We had memorial services this past week for two of our sisters in Christ. Having only been here for a few months, I did not have the pleasure of knowing either of these two dear ladies. But I know that many of you counted them as close friends and mourn their loss. I have enjoyed the opportunity to know more about them through the reminiscences some of you have shared with me. And, most of all, I appreciate the fact that both were valued members of this church family.
The text for Sister Caballero’s service, in particular, struck me. It is a familiar one, from Paul’s second letter to Timothy. For I am already being poured out as a drink offering, and the time of my departure has come.I have fought the good fight, I have finished the race, I have kept the faith. Henceforth there is laid up for me the crown of righteousness, which the Lord, the righteous judge, will award to me on that day, and not only to me but also to all who have loved his appearing (2 Timothy 4:6-8).
This is the last of Paul’s letters that has been preserved for us. It was written during his final imprisonment in Rome. The aged soldier of the cross is facing imminent death. He writes this letter to the young preacher Timothy, his son in the gospel, knowing the rigorous work and hardships he will face. So Paul does his best to counsel him on meeting those challenges. He writes that he has been called to be a preacher and apostle and teacher, which is why he suffers so much. Then he says, But I am not ashamed, for I know whom I have believed, and I am convinced that he is able to guard until that day what has been entrusted to me (2 Timothy 1:12). Paul says he knows whom he has believed. The same faith that sustained Paul should inspire Timothy – and it will see us to victory, too.

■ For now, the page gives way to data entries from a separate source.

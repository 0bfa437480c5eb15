use anyhow::Result;
use async_trait::async_trait;
use uuid::Uuid;

use shared_database::{MemoryTable, Record};

use crate::models::Doctor;

/// Persistence port for doctors.
#[async_trait]
pub trait DoctorRepository: Send + Sync {
    async fn next_public_sequence(&self) -> Result<u64>;
    async fn create(&self, doctor: Doctor) -> Result<Doctor>;
    async fn find_by_id(&self, id: Uuid) -> Result<Option<Doctor>>;
    async fn find_by_public_id(&self, doctor_id: &str) -> Result<Option<Doctor>>;
    async fn find_by_user_id(&self, user_id: Uuid) -> Result<Option<Doctor>>;
    async fn find_by_specialization(&self, specialization: &str) -> Result<Vec<Doctor>>;
    async fn find_by_department(&self, department: &str) -> Result<Vec<Doctor>>;
    async fn find_available(&self) -> Result<Vec<Doctor>>;
    async fn find_all(&self) -> Result<Vec<Doctor>>;
    async fn update(&self, doctor: Doctor) -> Result<Option<Doctor>>;
    async fn delete(&self, id: Uuid) -> Result<bool>;
    async fn count(&self) -> Result<usize>;
}

impl Record for Doctor {
    fn record_id(&self) -> Uuid {
        self.id
    }
}

pub struct InMemoryDoctorRepository {
    doctors: MemoryTable<Doctor>,
}

impl InMemoryDoctorRepository {
    pub fn new() -> Self {
        Self {
            doctors: MemoryTable::new("doctors"),
        }
    }
}

impl Default for InMemoryDoctorRepository {
    fn default() -> Self {
        Self::new()
    }
}

#[async_trait]
impl DoctorRepository for InMemoryDoctorRepository {
    async fn next_public_sequence(&self) -> Result<u64> {
        Ok(self.doctors.next_sequence())
    }

    async fn create(&self, doctor: Doctor) -> Result<Doctor> {
        self.doctors.insert(doctor).await
    }

    async fn find_by_id(&self, id: Uuid) -> Result<Option<Doctor>> {
        Ok(self.doctors.get(id).await)
    }

    async fn find_by_public_id(&self, doctor_id: &str) -> Result<Option<Doctor>> {
        Ok(self.doctors.find_first(|d| d.doctor_id == doctor_id).await)
    }

    async fn find_by_user_id(&self, user_id: Uuid) -> Result<Option<Doctor>> {
        Ok(self.doctors.find_first(|d| d.user_id == user_id).await)
    }

    async fn find_by_specialization(&self, specialization: &str) -> Result<Vec<Doctor>> {
        Ok(self
            .doctors
            .filter(|d| d.specialization.eq_ignore_ascii_case(specialization))
            .await)
    }

    async fn find_by_department(&self, department: &str) -> Result<Vec<Doctor>> {
        Ok(self
            .doctors
            .filter(|d| d.department.eq_ignore_ascii_case(department))
            .await)
    }

    async fn find_available(&self) -> Result<Vec<Doctor>> {
        Ok(self.doctors.filter(|d| d.available).await)
    }

    async fn find_all(&self) -> Result<Vec<Doctor>> {
        Ok(self.doctors.all().await)
    }

    async fn update(&self, doctor: Doctor) -> Result<Option<Doctor>> {
        Ok(self.doctors.replace(doctor).await)
    }

    async fn delete(&self, id: Uuid) -> Result<bool> {
        Ok(self.doctors.remove(id).await.is_some())
    }

    async fn count(&self) -> Result<usize> {
        Ok(self.doctors.count().await)
    }
}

Notice the imagery in this passage. Paul indicates that he possesses something of great value, something that is in danger of being lost and that he is unable to protect by himself. But in Jesus Christ, Paul has found a protector. He will safeguard what has been given to Paul.
I know whom I have believed. Paul never met Jesus in the flesh as far as we know. Perhaps he encountered him during Jesus’ earthly ministry, but, if he did, he was not convinced. No, Paul only truly met Jesus when his name was Saul, and he was making havoc of the church. He was on his way to Damascus, under the authority of the High Priest, to bring Christians back to Jerusalem to face charges. But on the road, he was knocked to his knees by a blinding light and the voice of Jesus asking, Saul, Saul, why are you persecuting me? He went into the city, where a preacher by the name of Ananias came to him and asked Why do you wait? Rise and be baptized and wash away your sins, calling on his name. Standing before King Agrippa many years later, Paul said he was not disobedient to that heavenly vision. He not only believed in Jesus, he went and proclaimed him in Damascus, Jerusalem, Judea, and even to the Gentiles.
Since meeting Jesus on the Damascus road, Paul had come to know him through years of prayer and providence. Because of his total commitment, Paul was confident that Jesus would do what he had promised to do. His commitment included full compliance in living the kind of life that Jesus wanted him to live.
This Jesus that Paul had such confidence in was the same Jesus who had protected Peter on the water in Matthew 14. He was the same Lord who delivered the apostles from jail in Acts 5. He was the one Paul would write about in 1 Corinthians 15:55-57, “O death, where is your victory? O death, where is your sting?” The sting of death is sin, and the power of sin is the law. But thanks be to God, who gives us the victory through our Lord Jesus Christ.
We have the same opportunity to know Jesus that Paul did. We may not literally encounter him on the highway. But we can know Him through the experience of Scripture. We may know Him through our own time of prayer. And when we come to know Him, the same assurance that Paul had is available to us. For all those who know him, who love His appearing, who live His kind of life, there is that crown of righteousness waiting. The victory has been won! But that confidence Paul had requires an unconditional surrender of our human will to the will of Jesus Christ. Have we done that?